Exile On Johnny Ryall Street

Baseball and music – two things without which my life would be much emptier.

We had Giants season tickets when I was a kid back in ’78 and I talked my dad in to re-upping the deal in ’86 when I started driving our company delivery truck. The G-Men had lost an impressive one hundred games over the ’85 season, so it was  prime time to scout out good seats. That they were still playing in the much maligned Candlestick Park didn’t hurt matters either, and we picked out a prime spot just a few rows behind the first base dugout. One season later they were in the playoffs and by 2000 had moved to impressive new digs at Pac Bell Park – later to become SBC and AT&T Park, respectively.
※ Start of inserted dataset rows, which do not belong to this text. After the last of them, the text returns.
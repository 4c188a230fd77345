//! Bridge wire types and session events.

use serde::{Deserialize, Serialize};

/// Lifecycle event emitted by a messaging session.
#[derive(Debug, Clone, PartialEq, Eq)]
pub enum SessionEvent {
    /// A pairing code (rendered as a QR code by the phone app) must be scanned.
    PairingChallenge { code: String },
    /// The session is authenticated and able to send.
    Ready,
    /// Authentication was rejected.
    AuthFailure { reason: String },
    /// The connection to the messaging network was lost.
    Disconnected { reason: String },
}

impl SessionEvent {
    /// Short event name used in logs.
    pub fn name(&self) -> &'static str {
        match self {
            SessionEvent::PairingChallenge { .. } => "pairing_challenge",
            SessionEvent::Ready => "ready",
            SessionEvent::AuthFailure { .. } => "auth_failure",
            SessionEvent::Disconnected { .. } => "disconnected",
        }
    }
}

/// Event as delivered by the bridge's `/events/poll` endpoint.
#[derive(Debug, Clone, Deserialize)]
#[serde(tag = "type", rename_all = "snake_case")]
pub enum BridgeEvent {
    Qr {
        code: String,
    },
    Ready,
    AuthFailure {
        #[serde(default)]
        message: Option<String>,
    },
    Disconnected {
        #[serde(default)]
        reason: Option<String>,
    },
    /// Anything the gateway does not act on (incoming messages, loading screens...).
    #[serde(other)]
    Other,
}

impl BridgeEvent {
    /// Convert into a session event, dropping events the gateway ignores.
    pub fn into_session_event(self) -> Option<SessionEvent> {
        match self {
            BridgeEvent::Qr { code } => Some(SessionEvent::PairingChallenge { code }),
            BridgeEvent::Ready => Some(SessionEvent::Ready),
            BridgeEvent::AuthFailure { message } => Some(SessionEvent::AuthFailure {
                reason: message.unwrap_or_else(|| "unknown".into()),
            }),
            BridgeEvent::Disconnected { reason } => Some(SessionEvent::Disconnected {
                reason: reason.unwrap_or_else(|| "unknown".into()),
            }),
            BridgeEvent::Other => None,
        }
    }
}

/// Outgoing text message request.
#[derive(Debug, Clone, Serialize)]
pub struct SendTextRequest {
    #[serde(rename = "chatId")]
    pub chat_id: String,
    pub text: String,
}

/// Error body returned by the bridge.
#[derive(Debug, Clone, Deserialize)]
pub struct BridgeErrorBody {
    pub error: String,
}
It was a good time to invest in local baseball.

I likely went to seventy of the eighty-one home games in 1986 – a feat that now seems foreign and unapproachable. It isn’t that I’ve completely lost interest, just that I tend to run hot and cold now. Any real fan will tell you that this approach is lacking, and that baseball needs to be followed daily to be fully appreciated. Its charm resides in its details: the day to day of who’s ebbing and peaking, the clubhouse politics, the pitcher who finally has his split-finger fastball working. While scanning daily box scores and following radio and television broadcasts will suffice, there is no substitute for going out to the ballpark. In 1986 (and ’87) I was a real fan, and I can say this with neither apology nor qualification.  I didn’t care for most of the yahoos who sat in our particular box. For whatever reason, the game also seems to attract its fair share of blowhards – folks who enjoy hearing themselves talk about that which they don’t fully understand. It’s been my observation that your more knowledgeable fan will tend to hold his tongue before making a point, and save his breath for cheering or offering support for his team on the field.
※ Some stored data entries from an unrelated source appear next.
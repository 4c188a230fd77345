//! Integration tests for the message gateway API.

mod common;

use axum::{
    body::Body,
    http::{header, Request, StatusCode},
    response::Response,
};
use common::{FakeSession, Outcome, TestApp};
use message_gateway::{DeliveryPolicy, SessionSnapshot, SessionState};
use std::time::Duration;
use tower::ServiceExt;

fn send_request(body: &str) -> Request<Body> {
    Request::builder()
        .method("POST")
        .uri("/api/v1/send-message")
        .header(header::CONTENT_TYPE, "application/json")
        .body(Body::from(body.to_string()))
        .unwrap()
}

async fn json_body(response: Response) -> serde_json::Value {
    let body = axum::body::to_bytes(response.into_body(), usize::MAX)
        .await
        .unwrap();
    serde_json::from_slice(&body).unwrap()
}

#[tokio::test]
async fn test_root_banner() {
    let (app, _state) = TestApp::new(FakeSession::with_outcome(Outcome::Deliver)).router();

    let response = app
        .oneshot(Request::builder().uri("/").body(Body::empty()).unwrap())
        .await
        .unwrap();

    assert_eq!(response.status(), StatusCode::OK);
    assert_eq!(
        response.headers().get(header::X_CONTENT_TYPE_OPTIONS).unwrap(),
        "nosniff"
    );

    let json = json_body(response).await;
    assert!(json["message"]
        .as_str()
        .unwrap()
        .contains("Server is running"));
}

#[tokio::test]
async fn test_send_message_success() {
    let session = FakeSession::with_outcome(Outcome::Deliver);
    let (app, _state) = TestApp::new(session.clone()).router();

    let response = app
        .oneshot(send_request(
            r#"{"contact": "020 5555 1234", "message": "Sabaidee"}"#,
        ))
        .await
        .unwrap();

    assert_eq!(response.status(), StatusCode::OK);
    let json = json_body(response).await;
    assert_eq!(json["success"], "Message sent to 020 5555 1234");

    assert_eq!(
        session.sent(),
        vec![("8562055551234@c.us".to_string(), "Sabaidee".to_string())]
    );
}

#[tokio::test]
async fn test_international_contact_echoed_verbatim() {
    let session = FakeSession::with_outcome(Outcome::Deliver);
    let (app, _state) = TestApp::new(session.clone()).router();

    let response = app
        .oneshot(send_request(r#"{"contact": "8565551234", "message": "hi"}"#))
        .await
        .unwrap();

    assert_eq!(response.status(), StatusCode::OK);
    let json = json_body(response).await;
    assert_eq!(json["success"], "Message sent to 8565551234");
    assert_eq!(session.sent()[0].0, "8565551234@c.us");
}

#[tokio::test]
async fn test_missing_fields() {
    for body in [
        r#"{"contact": "", "message": "hi"}"#,
        r#"{"contact": "0205551234"}"#,
        r#"{"message": "hi", "contact": null}"#,
        r#"{}"#,
    ] {
        let session = FakeSession::with_outcome(Outcome::Deliver);
        let (app, _state) = TestApp::new(session.clone()).router();

        let response = app.oneshot(send_request(body)).await.unwrap();

        assert_eq!(response.status(), StatusCode::BAD_REQUEST, "body: {}", body);
        let json = json_body(response).await;
        assert_eq!(json["error"], "Contact and message are required");
        assert!(session.sent().is_empty());
    }
}

#[tokio::test]
async fn test_contact_without_digits() {
    let session = FakeSession::with_outcome(Outcome::Deliver);
    let (app, _state) = TestApp::new(session.clone()).router();

    let response = app
        .oneshot(send_request(r#"{"contact": "ask reception", "message": "hi"}"#))
        .await
        .unwrap();

    assert_eq!(response.status(), StatusCode::BAD_REQUEST);
    let json = json_body(response).await;
    assert_eq!(json["error"], "Contact must contain at least one digit");
    assert!(session.sent().is_empty());
}

#[tokio::test]
async fn test_delivery_failure() {
    let session = FakeSession::with_outcome(Outcome::Reject("timeout".into()));
    let (app, _state) = TestApp::new(session).router();

    let response = app
        .oneshot(send_request(r#"{"contact": "8565551234", "message": "hi"}"#))
        .await
        .unwrap();

    assert_eq!(response.status(), StatusCode::INTERNAL_SERVER_ERROR);
    let json = json_body(response).await;
    assert_eq!(json["error"], "Failed to send message");
    assert_eq!(json["details"], "timeout");
}

#[tokio::test]
async fn test_send_timeout() {
    let mut test_app = TestApp::new(FakeSession::with_outcome(Outcome::Hang));
    test_app.policy = DeliveryPolicy {
        send_timeout: Duration::from_millis(50),
        ..Default::default()
    };
    let (app, _state) = test_app.router();

    let response = app
        .oneshot(send_request(r#"{"contact": "8565551234", "message": "hi"}"#))
        .await
        .unwrap();

    assert_eq!(response.status(), StatusCode::INTERNAL_SERVER_ERROR);
    let json = json_body(response).await;
    assert_eq!(json["details"], "send timed out after 50ms");
}

#[tokio::test]
async fn test_readiness_policy() {
    let session = FakeSession::with_outcome(Outcome::Deliver);
    let mut test_app = TestApp::new(session.clone());
    test_app.state = SessionState::AwaitingAuthentication;
    test_app.policy = DeliveryPolicy {
        require_ready: true,
        ..Default::default()
    };
    let (app, _state) = test_app.router();

    let response = app
        .oneshot(send_request(r#"{"contact": "8565551234", "message": "hi"}"#))
        .await
        .unwrap();

    assert_eq!(response.status(), StatusCode::SERVICE_UNAVAILABLE);
    let json = json_body(response).await;
    assert_eq!(json["details"], "awaiting_authentication");
    assert!(session.sent().is_empty());
}

#[tokio::test]
async fn test_unknown_route() {
    let (app, _state) = TestApp::new(FakeSession::with_outcome(Outcome::Deliver)).router();

    let response = app
        .oneshot(
            Request::builder()
                .uri("/api/v2/whatever")
                .body(Body::empty())
                .unwrap(),
        )
        .await
        .unwrap();

    assert_eq!(response.status(), StatusCode::NOT_FOUND);
    let json = json_body(response).await;
    assert_eq!(json["error"], "Not Found");
}

#[tokio::test]
async fn test_wrong_method_is_not_found() {
    let (app, _state) = TestApp::new(FakeSession::with_outcome(Outcome::Deliver)).router();

    let response = app
        .oneshot(
            Request::builder()
                .uri("/api/v1/send-message")
                .body(Body::empty())
                .unwrap(),
        )
        .await
        .unwrap();

    assert_eq!(response.status(), StatusCode::NOT_FOUND);
}

#[tokio::test]
async fn test_malformed_json_in_production() {
    let session = FakeSession::with_outcome(Outcome::Deliver);
    let (app, _state) = TestApp::new(session.clone()).router();

    let response = app
        .oneshot(send_request(r#"{"contact": "0205551234", "#))
        .await
        .unwrap();

    assert_eq!(response.status(), StatusCode::INTERNAL_SERVER_ERROR);
    let json = json_body(response).await;
    assert!(!json["message"].as_str().unwrap().is_empty());
    assert_eq!(json["stack"], "🥞");
    assert!(session.sent().is_empty());
}

#[tokio::test]
async fn test_malformed_json_in_development() {
    let mut test_app = TestApp::new(FakeSession::with_outcome(Outcome::Deliver));
    test_app.node_env = "development";
    let (app, _state) = test_app.router();

    let response = app
        .oneshot(send_request(r#"{"contact": 205551234, "message": "hi"}"#))
        .await
        .unwrap();

    assert_eq!(response.status(), StatusCode::INTERNAL_SERVER_ERROR);
    let json = json_body(response).await;
    assert_ne!(json["stack"], "🥞");
    assert!(json["stack"].as_str().unwrap().contains("invalid type"));
}

#[tokio::test]
async fn test_body_without_json_content_type_fails_validation() {
    let session = FakeSession::with_outcome(Outcome::Deliver);
    let (app, _state) = TestApp::new(session.clone()).router();

    let response = app
        .oneshot(
            Request::builder()
                .method("POST")
                .uri("/api/v1/send-message")
                .body(Body::from(r#"{"contact": "1", "message": "hi"}"#))
                .unwrap(),
        )
        .await
        .unwrap();

    assert_eq!(response.status(), StatusCode::BAD_REQUEST);
    let json = json_body(response).await;
    assert_eq!(json["error"], "Contact and message are required");
    assert!(session.sent().is_empty());
}

#[tokio::test]
async fn test_empty_json_body_fails_validation() {
    let session = FakeSession::with_outcome(Outcome::Deliver);
    let (app, _state) = TestApp::new(session.clone()).router();

    let response = app.oneshot(send_request("")).await.unwrap();

    assert_eq!(response.status(), StatusCode::BAD_REQUEST);
    let json = json_body(response).await;
    assert_eq!(json["error"], "Contact and message are required");
    assert!(session.sent().is_empty());
}

#[tokio::test]
async fn test_json_content_type_with_charset() {
    let session = FakeSession::with_outcome(Outcome::Deliver);
    let (app, _state) = TestApp::new(session.clone()).router();

    let response = app
        .oneshot(
            Request::builder()
                .method("POST")
                .uri("/api/v1/send-message")
                .header(header::CONTENT_TYPE, "application/json; charset=utf-8")
                .body(Body::from(r#"{"contact": "8565551234", "message": "hi"}"#))
                .unwrap(),
        )
        .await
        .unwrap();

    assert_eq!(response.status(), StatusCode::OK);
    assert_eq!(session.sent().len(), 1);
}

#[tokio::test]
async fn test_panic_becomes_fault() {
    let (app, _state) = TestApp::new(FakeSession::with_outcome(Outcome::Panic)).router();

    let response = app
        .oneshot(send_request(r#"{"contact": "8565551234", "message": "hi"}"#))
        .await
        .unwrap();

    assert_eq!(response.status(), StatusCode::INTERNAL_SERVER_ERROR);
    let json = json_body(response).await;
    assert_eq!(json["message"], "bridge exploded");
    assert_eq!(json["stack"], "🥞");
}

#[tokio::test]
async fn test_session_status() {
    let mut test_app = TestApp::new(FakeSession::with_outcome(Outcome::Deliver));
    test_app.state = SessionState::AuthFailed;
    let (app, _state) = test_app.router();

    let response = app
        .oneshot(
            Request::builder()
                .uri("/api/v1/session")
                .body(Body::empty())
                .unwrap(),
        )
        .await
        .unwrap();

    assert_eq!(response.status(), StatusCode::OK);
    let json = json_body(response).await;
    assert_eq!(json["state"], "auth_failed");
    assert!(json["changed_at"].is_string());
}

#[tokio::test]
async fn test_session_status_shows_pending_pairing_code() {
    let (app, state) = TestApp::new(FakeSession::with_outcome(Outcome::Deliver)).router();
    state.send_replace(SessionSnapshot {
        pairing_code: Some("2@abc,def".into()),
        ..SessionSnapshot::new(SessionState::AwaitingAuthentication)
    });

    let response = app
        .oneshot(
            Request::builder()
                .uri("/api/v1/session")
                .body(Body::empty())
                .unwrap(),
        )
        .await
        .unwrap();

    let json = json_body(response).await;
    assert_eq!(json["state"], "awaiting_authentication");
    assert_eq!(json["pairing_code"], "2@abc,def");
}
It took about three or four games before I finally spoke to the woman who sat next to us that first season, but she turned out to be the Real Deal. Barbara was a fiftyish, unmarried San Francisco veterinarian who took her time sizing me up before deciding I passed muster. Something about my quiet demeanor and occasional, pointedly cynical observations resonated with her. We formed an unspoken bond, both respecting the other’s preference to keep the bullshit to a minimum. We shared a similar disdain for specific regulars, and one boiler-sporting middle aged loudmouth in particular, who had the audacity to appear daily in a full Giants uniform (with batting helmet) and wear his own name above Willie Mays’ number 24. The few conversations we had those first two seasons stayed with me, and I remember one remark in particular that she made during an exceptionally riveting playoff game in ’87.  It was during a quiet moment in the middle of a pitching change, and we hadn’t said a word up until then. “I have a friend,” she began, leaning toward me “who says he doesn’t get baseball. It isn’t that he’s against sports – he follows the 49ers and the Warriors with interest. But he says baseball moves too slowly and he doesn’t see the appeal.” She paused for a moment, looking out at the expanse of green field before making her point. “I feel sorry for him.”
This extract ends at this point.